* **Work task**: Each record has to be returned exactly as it appears.

[The input]

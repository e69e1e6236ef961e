//! Chat Messages
//!
//! The records a surface renders: user queries, thinking traces and final
//! answers, plus the telemetry attached to assistant replies.
//!
//! # Thinking lifecycle
//!
//! A message is either a plain message, an *active* thinking message (still
//! receiving reasoning tokens) or a *completed* thinking message (kept for
//! optional display, never mutated again). [`ThinkingState`] holds exactly
//! one of the three.

use chrono::{DateTime, Utc};
use serde::{Deserialize, Serialize};

/// Message identifier
///
/// Opaque, unique within a process and never reused.
#[derive(Clone, Debug, PartialEq, Eq, Hash, Serialize, Deserialize)]
pub struct MessageId(pub String);

impl MessageId {
    /// Generate a new identifier for a regular message
    #[must_use]
    pub fn new() -> Self {
        Self::with_prefix("msg")
    }

    /// Generate a new identifier for a thinking message
    #[must_use]
    pub fn thinking() -> Self {
        Self::with_prefix("think")
    }

    fn with_prefix(prefix: &str) -> Self {
        Self(format!("{prefix}_{}", uuid::Uuid::new_v4().simple()))
    }

    /// Borrow the raw identifier
    #[must_use]
    pub fn as_str(&self) -> &str {
        &self.0
    }
}

impl Default for MessageId {
    fn default() -> Self {
        Self::new()
    }
}

impl std::fmt::Display for MessageId {
    fn fmt(&self, f: &mut std::fmt::Formatter<'_>) -> std::fmt::Result {
        f.write_str(&self.0)
    }
}

/// Backend-assigned conversation identifier
///
/// Received out-of-band during a stream and forwarded on later sends.
#[derive(Clone, Debug, PartialEq, Eq, Hash, Serialize, Deserialize)]
#[serde(transparent)]
pub struct ConversationId(pub String);

impl ConversationId {
    /// Borrow the raw identifier
    #[must_use]
    pub fn as_str(&self) -> &str {
        &self.0
    }
}

impl std::fmt::Display for ConversationId {
    fn fmt(&self, f: &mut std::fmt::Formatter<'_>) -> std::fmt::Result {
        f.write_str(&self.0)
    }
}

/// Who sent a message
#[derive(Clone, Copy, Debug, PartialEq, Eq, Serialize, Deserialize)]
#[serde(rename_all = "lowercase")]
pub enum MessageRole {
    /// The person chatting
    User,
    /// The RAG backend
    Assistant,
}

/// Thinking lifecycle of a message
#[derive(Clone, Copy, Debug, Default, PartialEq, Eq, Serialize, Deserialize)]
pub enum ThinkingState {
    /// Not a thinking message
    #[default]
    None,
    /// Receiving reasoning tokens
    Active,
    /// Finished; retained for display only
    Completed,
}

/// Telemetry attached to assistant messages
///
/// Every field is independently optional: `None` means "not measured yet",
/// never zero.
#[derive(Clone, Debug, Default, PartialEq, Eq, Serialize, Deserialize)]
#[serde(rename_all = "camelCase")]
pub struct PerformanceMetrics {
    /// Milliseconds from send to the first accepted response token
    #[serde(skip_serializing_if = "Option::is_none")]
    pub time_to_first_token: Option<u64>,
    /// Milliseconds from send to finalization
    #[serde(skip_serializing_if = "Option::is_none")]
    pub total_response_time: Option<u64>,
    /// Approximate token count (characters / 4, rounded up)
    #[serde(skip_serializing_if = "Option::is_none")]
    pub token_count: Option<u64>,
    /// Number of retrieved sources reported by the backend
    #[serde(skip_serializing_if = "Option::is_none")]
    pub sources: Option<u64>,
    /// Model label
    #[serde(skip_serializing_if = "Option::is_none")]
    pub model: Option<String>,
    /// Dataset label
    #[serde(skip_serializing_if = "Option::is_none")]
    pub dataset: Option<String>,
}

impl PerformanceMetrics {
    /// Whether nothing has been measured yet
    #[must_use]
    pub fn is_empty(&self) -> bool {
        *self == Self::default()
    }
}

/// One visible chat entry
#[derive(Clone, Debug, Serialize, Deserialize)]
pub struct ChatMessage {
    /// Stable identifier
    pub id: MessageId,
    /// Sender
    pub role: MessageRole,
    /// Text content
    pub content: String,
    /// Thinking lifecycle
    pub thinking: ThinkingState,
    /// Telemetry (assistant messages only)
    #[serde(skip_serializing_if = "Option::is_none")]
    pub performance_metrics: Option<PerformanceMetrics>,
    /// Creation time
    pub timestamp: DateTime<Utc>,
}

impl ChatMessage {
    /// Create a user message
    #[must_use]
    pub fn user(content: impl Into<String>) -> Self {
        Self::build(MessageId::new(), MessageRole::User, content.into())
    }

    /// Create a complete assistant message (notices, canned replies)
    #[must_use]
    pub fn assistant(content: impl Into<String>) -> Self {
        Self::build(MessageId::new(), MessageRole::Assistant, content.into())
    }

    /// Create an empty, active thinking message
    #[must_use]
    pub fn thinking_placeholder() -> Self {
        let mut msg = Self::build(MessageId::thinking(), MessageRole::Assistant, String::new());
        msg.thinking = ThinkingState::Active;
        msg
    }

    /// Create an empty response message
    #[must_use]
    pub fn response_placeholder() -> Self {
        Self::build(MessageId::new(), MessageRole::Assistant, String::new())
    }

    fn build(id: MessageId, role: MessageRole, content: String) -> Self {
        Self {
            id,
            role,
            content,
            thinking: ThinkingState::None,
            performance_metrics: None,
            timestamp: Utc::now(),
        }
    }

    /// Whether this is an active thinking message
    #[must_use]
    pub fn is_thinking(&self) -> bool {
        self.thinking == ThinkingState::Active
    }

    /// Whether this is a completed thinking message
    #[must_use]
    pub fn thinking_completed(&self) -> bool {
        self.thinking == ThinkingState::Completed
    }

    /// Telemetry, if any has been recorded
    #[must_use]
    pub fn metrics(&self) -> Option<&PerformanceMetrics> {
        self.performance_metrics.as_ref()
    }

    pub(crate) fn metrics_mut(&mut self) -> &mut PerformanceMetrics {
        self.performance_metrics.get_or_insert_with(PerformanceMetrics::default)
    }
}

/// A searchable dataset offered by the backend
#[derive(Clone, Debug, PartialEq, Eq, Serialize, Deserialize)]
pub struct Dataset {
    /// Index name, used as the dataset identifier on requests
    pub index_name: String,
    /// Number of indexed documents
    #[serde(default)]
    pub document_count: u64,
    /// Field holding the embeddings
    #[serde(default)]
    pub embedding_field: String,
    /// Embedding dimensions
    #[serde(default)]
    pub dimensions: u32,
}

/// Approximate token count for a piece of text (characters / 4, rounded up)
#[must_use]
pub fn approximate_tokens(text: &str) -> u64 {
    (text.chars().count() as u64).div_ceil(4)
}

[/The input]

* **Exercise result**:
repository e69e1e6236ef961e
//! Chat Messages
//!
//! The records a surface renders: user queries, thinking traces and final
//! answers, plus the telemetry attached to assistant replies.
//!
//! # Thinking lifecycle
//!
//! A message is either a plain message, an *active* thinking message (still
//! receiving reasoning tokens) or a *completed* thinking message (kept for
//! optional display, never mutated again). [`ThinkingState`] holds exactly
//! one of the three.

use chrono::{DateTime, Utc};
use serde::{Deserialize, Serialize};

/// Message identifier
///
/// Opaque, unique within a process and never reused.
#[derive(Clone, Debug, PartialEq, Eq, Hash, Serialize, Deserialize)]
pub struct MessageId(pub String);

impl MessageId {
    /// Generate a new identifier for a regular message
    #[must_use]
    pub fn new() -> Self {
        Self::with_prefix("msg")
    }

    /// Generate a new identifier for a thinking message
    #[must_use]
    pub fn thinking() -> Self {
        Self::with_prefix("think")
    }

    fn with_prefix(prefix: &str) -> Self {
        Self(format!("{prefix}_{}", uuid::Uuid::new_v4().simple()))
    }

    /// Borrow the raw identifier
    #[must_use]
    pub fn as_str(&self) -> &str {
        &self.0
    }
}

impl Default for MessageId {
    fn default() -> Self {
        Self::new()
    }
}

impl std::fmt::Display for MessageId {
    fn fmt(&self, f: &mut std::fmt::Formatter<'_>) -> std::fmt::Result {
        f.write_str(&self.0)
    }
}

/// Backend-assigned conversation identifier
///
/// Received out-of-band during a stream and forwarded on later sends.
#[derive(Clone, Debug, PartialEq, Eq, Hash, Serialize, Deserialize)]
#[serde(transparent)]
pub struct ConversationId(pub String);

impl ConversationId {
    /// Borrow the raw identifier
    #[must_use]
    pub fn as_str(&self) -> &str {
        &self.0
    }
}

impl std::fmt::Display for ConversationId {
    fn fmt(&self, f: &mut std::fmt::Formatter<'_>) -> std::fmt::Result {
        f.write_str(&self.0)
    }
}

/// Who sent a message
#[derive(Clone, Copy, Debug, PartialEq, Eq, Serialize, Deserialize)]
#[serde(rename_all = "lowercase")]
pub enum MessageRole {
    /// The person chatting
    User,
    /// The RAG backend
    Assistant,
}

/// Thinking lifecycle of a message
#[derive(Clone, Copy, Debug, Default, PartialEq, Eq, Serialize, Deserialize)]
pub enum ThinkingState {
    /// Not a thinking message
    #[default]
    None,
    /// Receiving reasoning tokens
    Active,
    /// Finished; retained for display only
    Completed,
}

/// Telemetry attached to assistant messages
///
/// Every field is independently optional: `None` means "not measured yet",
/// never zero.
#[derive(Clone, Debug, Default, PartialEq, Eq, Serialize, Deserialize)]
#[serde(rename_all = "camelCase")]
pub struct PerformanceMetrics {
    /// Milliseconds from send to the first accepted response token
    #[serde(skip_serializing_if = "Option::is_none")]
    pub time_to_first_token: Option<u64>,
    /// Milliseconds from send to finalization
    #[serde(skip_serializing_if = "Option::is_none")]
    pub total_response_time: Option<u64>,
    /// Approximate token count (characters / 4, rounded up)
    #[serde(skip_serializing_if = "Option::is_none")]
    pub token_count: Option<u64>,
    /// Number of retrieved sources reported by the backend
    #[serde(skip_serializing_if = "Option::is_none")]
    pub sources: Option<u64>,
    /// Model label
    #[serde(skip_serializing_if = "Option::is_none")]
    pub model: Option<String>,
    /// Dataset label
    #[serde(skip_serializing_if = "Option::is_none")]
    pub dataset: Option<String>,
}

impl PerformanceMetrics {
    /// Whether nothing has been measured yet
    #[must_use]
    pub fn is_empty(&self) -> bool {
        *self == Self::default()
    }
}

/// One visible chat entry
#[derive(Clone, Debug, Serialize, Deserialize)]
pub struct ChatMessage {
    /// Stable identifier
    pub id: MessageId,
    /// Sender
    pub role: MessageRole,
    /// Text content
    pub content: String,
    /// Thinking lifecycle
    pub thinking: ThinkingState,
    /// Telemetry (assistant messages only)
    #[serde(skip_serializing_if = "Option::is_none")]
    pub performance_metrics: Option<PerformanceMetrics>,
    /// Creation time
    pub timestamp: DateTime<Utc>,
}

impl ChatMessage {
    /// Create a user message
    #[must_use]
    pub fn user(content: impl Into<String>) -> Self {
        Self::build(MessageId::new(), MessageRole::User, content.into())
    }

    /// Create a complete assistant message (notices, canned replies)
    #[must_use]
    pub fn assistant(content: impl Into<String>) -> Self {
        Self::build(MessageId::new(), MessageRole::Assistant, content.into())
    }

    /// Create an empty, active thinking message
    #[must_use]
    pub fn thinking_placeholder() -> Self {
        let mut msg = Self::build(MessageId::thinking(), MessageRole::Assistant, String::new());
        msg.thinking = ThinkingState::Active;
        msg
    }

    /// Create an empty response message
    #[must_use]
    pub fn response_placeholder() -> Self {
        Self::build(MessageId::new(), MessageRole::Assistant, String::new())
    }

    fn build(id: MessageId, role: MessageRole, content: String) -> Self {
        Self {
            id,
            role,
            content,
            thinking: ThinkingState::None,
            performance_metrics: None,
            timestamp: Utc::now(),
        }
    }

    /// Whether this is an active thinking message
    #[must_use]
    pub fn is_thinking(&self) -> bool {
        self.thinking == ThinkingState::Active
    }

    /// Whether this is a completed thinking message
    #[must_use]
    pub fn thinking_completed(&self) -> bool {
        self.thinking == ThinkingState::Completed
    }

    /// Telemetry, if any has been recorded
    #[must_use]
    pub fn metrics(&self) -> Option<&PerformanceMetrics> {
        self.performance_metrics.as_ref()
    }

    pub(crate) fn metrics_mut(&mut self) -> &mut PerformanceMetrics {
        self.performance_metrics.get_or_insert_with(PerformanceMetrics::default)
    }
}

/// A searchable dataset offered by the backend
#[derive(Clone, Debug, PartialEq, Eq, Serialize, Deserialize)]
pub struct Dataset {
    /// Index name, used as the dataset identifier on requests
    pub index_name: String,
    /// Number of indexed documents
    #[serde(default)]
    pub document_count: u64,
    /// Field holding the embeddings
    #[serde(default)]
    pub embedding_field: String,
    /// Embedding dimensions
    #[serde(default)]
    pub dimensions: u32,
}

/// Approximate token count for a piece of text (characters / 4, rounded up)
#[must_use]
pub fn approximate_tokens(text: &str) -> u64 {
    (text.chars().count() as u64).div_ceil(4)
}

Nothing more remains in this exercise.